Tous les Présidents du Brésil l’ont fait… à plus ou moins grande échelle. Mais dit l’adage « Quant on veut tuer son chien, on l’accuse de la rage ». C’est d’autant plus facile que personne ne comprend rien à cette histoire de « cavalerie financière », très technique. Seuls les juristes et les financiers arrivent à suivre. Les autres traduisent que la Présidente a trempé dans une affaire sale. Pourtant aucun soupçon de corruption ne pèse sur Dilma Rousseff. Elle n’a, plaide-t-elle elle-même, pas de compte en Suisse ; elle ne s’est pas enrichie de façon illicite ; elle n’a pas touché de pots de vin. Dans l’actuel contexte de scandale financier généralisé, cette éthique mériterait d’être soulignée.

« Son erreur, expliquent des étudiants de la UNE, c’est d’avoir laissé la justice faire son travail, sans jamais intervenir ni pour ses amis, ni pour ses ennemis. Ce n’était pas le cas avant. » « Peu importe, dit Roberto, un manifestant jaune en Ray Ban, « elle a foutu notre économie en l’air ». On avance que le contexte économique global n’est pas bon et que la République n’est pas une entreprise dont on peut être renvoyé juste parce qu’on est « mauvais ». Après tout, 54 millions de Brésiliens ont voté pour elle en 2014 et la sanction pourrait venir en 2018 avec les prochaines présidentielles ? Il hoche la tête, poli, le fameux « homme cordial » brésilien… Son père venu de Salvador de Bahia vole à sa rescousse : « On veut changer de système. On est pour le parlementarisme ».

Nous y voilà… « Dans le parlementarisme, on fait tomber le Président comme on veut car il n’exerce pas le pouvoir. Il « représente », expliquera le soir même, dans une conférence de presse télévisée, Eduardo Cardoso, ex-Ministre de la Justice chargé de défendre Dilma Rousseff. Mais le Brésil est un régime présidentiel et il faut passer par le vote direct… Même si la destitution fondée sur des motifs graves, existe. Plus loin, sur l’aile sud qui longe la cathédrale et abouti au Palais de l’Itamaraty, le Quai d’Orsay brésilien, un autre père de famille « jaune » joue à la marchande avec ses enfants en vendant des badges épinglés sur un foulard : « Alors, disent les gamins, vous préférez « Dehors Dilma » ou « Dehors le Communisme » ?

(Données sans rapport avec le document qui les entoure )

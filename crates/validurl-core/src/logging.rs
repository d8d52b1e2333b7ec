//! Logging init: file under XDG state dir, or graceful fallback to stderr.

use anyhow::Result;
use std::fs;
use std::io::{self, Write};
use std::path::PathBuf;
use tracing_subscriber::fmt::writer::BoxMakeWriter;
use tracing_subscriber::fmt::MakeWriter;
use tracing_subscriber::EnvFilter;

const DEFAULT_FILTER: &str = "info,validurl=debug";

/// Writer that is either a file or stderr (used when file clone fails).
enum FileOrStderr {
    File(fs::File),
    Stderr,
}

impl Write for FileOrStderr {
    fn write(&mut self, buf: &[u8]) -> io::Result<usize> {
        match self {
            FileOrStderr::File(f) => f.write(buf),
            FileOrStderr::Stderr => io::stderr().lock().write(buf),
        }
    }

    fn flush(&mut self) -> io::Result<()> {
        match self {
            FileOrStderr::File(f) => f.flush(),
            FileOrStderr::Stderr => io::stderr().lock().flush(),
        }
    }
}

struct FileMakeWriter(fs::File);

impl<'a> MakeWriter<'a> for FileMakeWriter {
    type Writer = FileOrStderr;

    fn make_writer(&'a self) -> Self::Writer {
        self.0
            .try_clone()
            .map(FileOrStderr::File)
            .unwrap_or(FileOrStderr::Stderr)
    }
}

fn env_filter() -> EnvFilter {
    EnvFilter::try_from_default_env().unwrap_or_else(|_| EnvFilter::new(DEFAULT_FILTER))
}

/// Initialize structured logging to `~/.local/state/validurl/validurl.log`.
/// On failure (e.g. log dir unwritable), returns Err so the caller can fall back to stderr.
pub fn init_logging() -> Result<()> {
    let xdg_dirs = xdg::BaseDirectories::with_prefix("validurl")?;
    let log_dir = xdg_dirs.get_state_home().join("validurl");

    fs::create_dir_all(&log_dir)?;
    let log_file_path: PathBuf = log_dir.join("validurl.log");

    let file = fs::OpenOptions::new()
        .create(true)
        .append(true)
        .open(&log_file_path)?;

    let writer = BoxMakeWriter::new(FileMakeWriter(file));

    tracing_subscriber::fmt()
        .with_env_filter(env_filter())
        .with_writer(writer)
        .with_ansi(false)
        .try_init()
        .map_err(|e| anyhow::anyhow!("install subscriber: {e}"))?;

    tracing::info!("validurl logging initialized at {}", log_file_path.display());

    Ok(())
}

/// Initialize logging to stderr only (no file). Use when init_logging() fails so the CLI doesn't crash.
/// Returns Err if a global subscriber is already installed.
pub fn init_logging_stderr() -> Result<()> {
    tracing_subscriber::fmt()
        .with_env_filter(env_filter())
        .with_writer(io::stderr)
        .with_ansi(false)
        .try_init()
        .map_err(|e| anyhow::anyhow!("install subscriber: {e}"))
}

#[cfg(test)]
mod tests {
    use super::*;

    #[test]
    fn second_stderr_init_reports_error() {
        let _ = init_logging_stderr();
        let err = init_logging_stderr().unwrap_err();
        assert!(err.to_string().starts_with("install subscriber"));
    }
}
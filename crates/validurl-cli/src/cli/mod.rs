//! CLI for validurl.

mod commands;

use anyhow::Result;
use clap::{Parser, Subcommand};
use std::path::PathBuf;
use validurl_core::config::{self, ValidatorConfig};

use commands::{run_check, run_config_path, run_registry, CheckOptions};

/// Top-level CLI for validurl.
#[derive(Debug, Parser)]
#[command(name = "validurl")]
#[command(about = "validurl: structural checks for public HTTP(S) URLs", long_about = None)]
pub struct Cli {
    #[command(subcommand)]
    pub command: CliCommand,
}

#[derive(Debug, Subcommand)]
pub enum CliCommand {
    /// Check one or more URLs; exits non-zero if any is invalid.
    Check {
        /// Candidate URLs (scheme optional, defaults to http://).
        #[arg(required = true)]
        urls: Vec<String>,

        /// Only allow ASCII letters, digits, '-' and '.' in hosts.
        #[arg(long)]
        strict: bool,

        /// Message printed for invalid URLs (overrides config).
        #[arg(long, value_name = "MSG")]
        message: Option<String>,

        /// Registry file to use instead of the configured or built-in one.
        #[arg(long, value_name = "PATH")]
        registry: Option<PathBuf>,
    },

    /// Show the accepted protocols and zone count.
    Registry {
        /// Registry file to use instead of the configured or built-in one.
        #[arg(long, value_name = "PATH")]
        registry: Option<PathBuf>,

        /// List every accepted zone.
        #[arg(long)]
        zones: bool,
    },

    /// Print the config file location.
    ConfigPath,
}

impl CliCommand {
    pub fn run_from_args() -> Result<()> {
        let cli = Cli::parse();
        let mut out = std::io::stdout().lock();

        match cli.command {
            CliCommand::Check {
                urls,
                strict,
                message,
                registry,
            } => {
                let cfg = load_config()?;
                let opts = CheckOptions {
                    strict,
                    message,
                    registry,
                };
                run_check(&cfg, &opts, &urls, &mut out)?;
            }
            CliCommand::Registry { registry, zones } => {
                let cfg = load_config()?;
                run_registry(&cfg, registry.as_deref(), zones, &mut out)?;
            }
            CliCommand::ConfigPath => run_config_path(&mut out)?,
        }

        Ok(())
    }
}

fn load_config() -> Result<ValidatorConfig> {
    let cfg = config::load_or_init()?;
    tracing::debug!("loaded config: {:?}", cfg);
    Ok(cfg)
}

#[cfg(test)]
mod tests;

On questionne : le communisme, c’est quoi ? Les gamins lèvent le nez vers leur père « Qu’est-ce que je t’ai appris ? ». Le plus grand, 10 ans, réfléchit « Ah oui… c’est quand on détruit un pays et qu’on empêche les gens de pratiquer leur religion ». De l’autre côté, « chez les rouges », un couple de paysans sans terre, métis de noir et d’indien, dort enlacé, sur la pelouse qui borde l’avenue, à l’ombre d’un arbre, épuisés par leur longue marche sous le soleil. Ils sont tout petits, de la même taille que les deux enfants en jaune et vert.

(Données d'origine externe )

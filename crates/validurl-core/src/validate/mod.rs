//! Structural URL validation.
//!
//! A candidate is accepted when, after defaulting a missing scheme to
//! `http://`, everything before its query and fragment parses as an absolute
//! IRI whose scheme is a registry protocol, whose host passes the character,
//! length and label checks and is either an IPv4 literal or ends in a registry
//! zone, and whose path holds no whitespace. No network access is performed.

mod error;
mod host;
mod normalize;
mod parse;

pub use error::{ErrorKind, InvalidUrl, DEFAULT_MESSAGE};
pub use host::{MAX_HOST_LEN, MAX_LABEL_LEN, MIN_LABELS};
pub use normalize::{ensure_scheme, DEFAULT_SCHEME_PREFIX};

use std::fmt;

use crate::registry::Registry;

/// How host characters are judged.
#[derive(Debug, Clone, Copy, PartialEq, Eq, Default)]
pub enum HostMode {
    /// Reject only the listed punctuation/symbols and whitespace.
    #[default]
    Denylist,
    /// Additionally require ASCII letters, digits, `-` and `.`, with no label
    /// starting or ending in `-`.
    Strict,
}

/// The check that rejected a candidate. Logged, never returned to callers.
#[derive(Debug, Clone, Copy, PartialEq, Eq)]
pub(crate) enum Rejection {
    Parse,
    Scheme,
    MissingHost,
    HostCharacters,
    StrictCharacters,
    HostLength,
    Labels,
    StrictHyphen,
    Zone,
    Path,
}

impl Rejection {
    fn as_str(self) -> &'static str {
        match self {
            Rejection::Parse => "unparseable",
            Rejection::Scheme => "scheme not accepted",
            Rejection::MissingHost => "missing host",
            Rejection::HostCharacters => "disallowed host character",
            Rejection::StrictCharacters => "host character outside strict set",
            Rejection::HostLength => "host too long",
            Rejection::Labels => "bad label count or length",
            Rejection::StrictHyphen => "label starts or ends with hyphen",
            Rejection::Zone => "neither IPv4 nor known zone",
            Rejection::Path => "whitespace in path",
        }
    }
}

impl fmt::Display for Rejection {
    fn fmt(&self, f: &mut fmt::Formatter<'_>) -> fmt::Result {
        f.write_str(self.as_str())
    }
}

/// Validates `candidate` against `registry` with the default message and
/// host mode.
///
/// # Examples
///
/// - `validate("example.com", &registry)` → `Ok(())`
/// - `validate("http://example", &registry)` → `Err(InvalidUrl)` (one label)
/// - `validate("http://192.168.0.1", &registry)` → `Ok(())`
pub fn validate(candidate: &str, registry: &Registry) -> Result<(), InvalidUrl> {
    UrlValidator::new(registry).validate(candidate)
}

/// Validator bound to a registry, failure message and host mode.
#[derive(Debug, Clone)]
pub struct UrlValidator<'r> {
    registry: &'r Registry,
    message: String,
    mode: HostMode,
}

impl<'r> UrlValidator<'r> {
    pub fn new(registry: &'r Registry) -> Self {
        Self {
            registry,
            message: DEFAULT_MESSAGE.to_string(),
            mode: HostMode::default(),
        }
    }

    /// Replaces the message carried by `InvalidUrl`.
    pub fn with_message(mut self, message: impl Into<String>) -> Self {
        self.message = message.into();
        self
    }

    pub fn with_mode(mut self, mode: HostMode) -> Self {
        self.mode = mode;
        self
    }

    pub fn message(&self) -> &str {
        &self.message
    }

    pub fn mode(&self) -> HostMode {
        self.mode
    }

    pub fn registry(&self) -> &'r Registry {
        self.registry
    }

    pub fn validate(&self, candidate: &str) -> Result<(), InvalidUrl> {
        check(candidate, self.registry, self.mode).map_err(|rejection| {
            tracing::debug!(candidate, reason = %rejection, "rejected URL");
            InvalidUrl::new(self.message.clone())
        })
    }

    pub fn is_valid(&self, candidate: &str) -> bool {
        self.validate(candidate).is_ok()
    }
}

fn check(candidate: &str, registry: &Registry, mode: HostMode) -> Result<(), Rejection> {
    let normalized = ensure_scheme(candidate);
    let parts = parse::split(&normalized).ok_or(Rejection::Parse)?;

    if !registry.has_protocol(parts.scheme) {
        return Err(Rejection::Scheme);
    }

    let host = parts
        .host
        .filter(|h| !h.is_empty())
        .ok_or(Rejection::MissingHost)?;
    host::check_host(host, registry, mode)?;

    if parts.path.chars().any(char::is_whitespace) {
        return Err(Rejection::Path);
    }
    Ok(())
}
//! CLI command handlers. Each command is in its own file.

mod check;
mod config_path;
mod registry;

pub use check::{run_check, CheckOptions};
pub use config_path::run_config_path;
pub use registry::run_registry;

use anyhow::{Context, Result};
use std::path::Path;
use validurl_core::config::ValidatorConfig;
use validurl_core::Registry;

/// Registry from `--registry` if given, else from config (custom path or built-in).
pub(crate) fn load_registry(cfg: &ValidatorConfig, path: Option<&Path>) -> Result<Registry> {
    match path {
        Some(p) => {
            Registry::load_from(p).with_context(|| format!("load registry from {}", p.display()))
        }
        None => cfg.registry(),
    }
}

Il est déjà 16H et on a installé des écrans géants pour que sur l’Esplanade, les deux « camps » assistent aux résultats. Commence au micro de l’Hémicycle un incroyable défilé de députés faisant des déclarations pathétiques, dignes des pires jeux télévisés. « Pour mon cher Brésil »« Au nom de Dieu »« Contre la corruption »« Pour le droit des familles et de nos enfants »« Pour l’amour à la Vie »« Pour les gens de bon cœur »« Pour Sergio »« Pour la reprise de la croissance économique »« Pour la famille quadrangulaire ». Une secte… Pas un mot pour les électeurs, les valeurs de leur parti, le programme sur lequel ils auraient été élus ou le fonds de l’affaire : la fameuse « cavalerie financière ». Leur famille est leur programme et tous disent « oui, oui, oui » à la destitution de la Présidente dans un orgasme collectif indécent. Eduardo Cunha vote en ajoutant « Que Dieu ait pitié de cette nation ». On est entre Big Brother et la séance d’exorcisme !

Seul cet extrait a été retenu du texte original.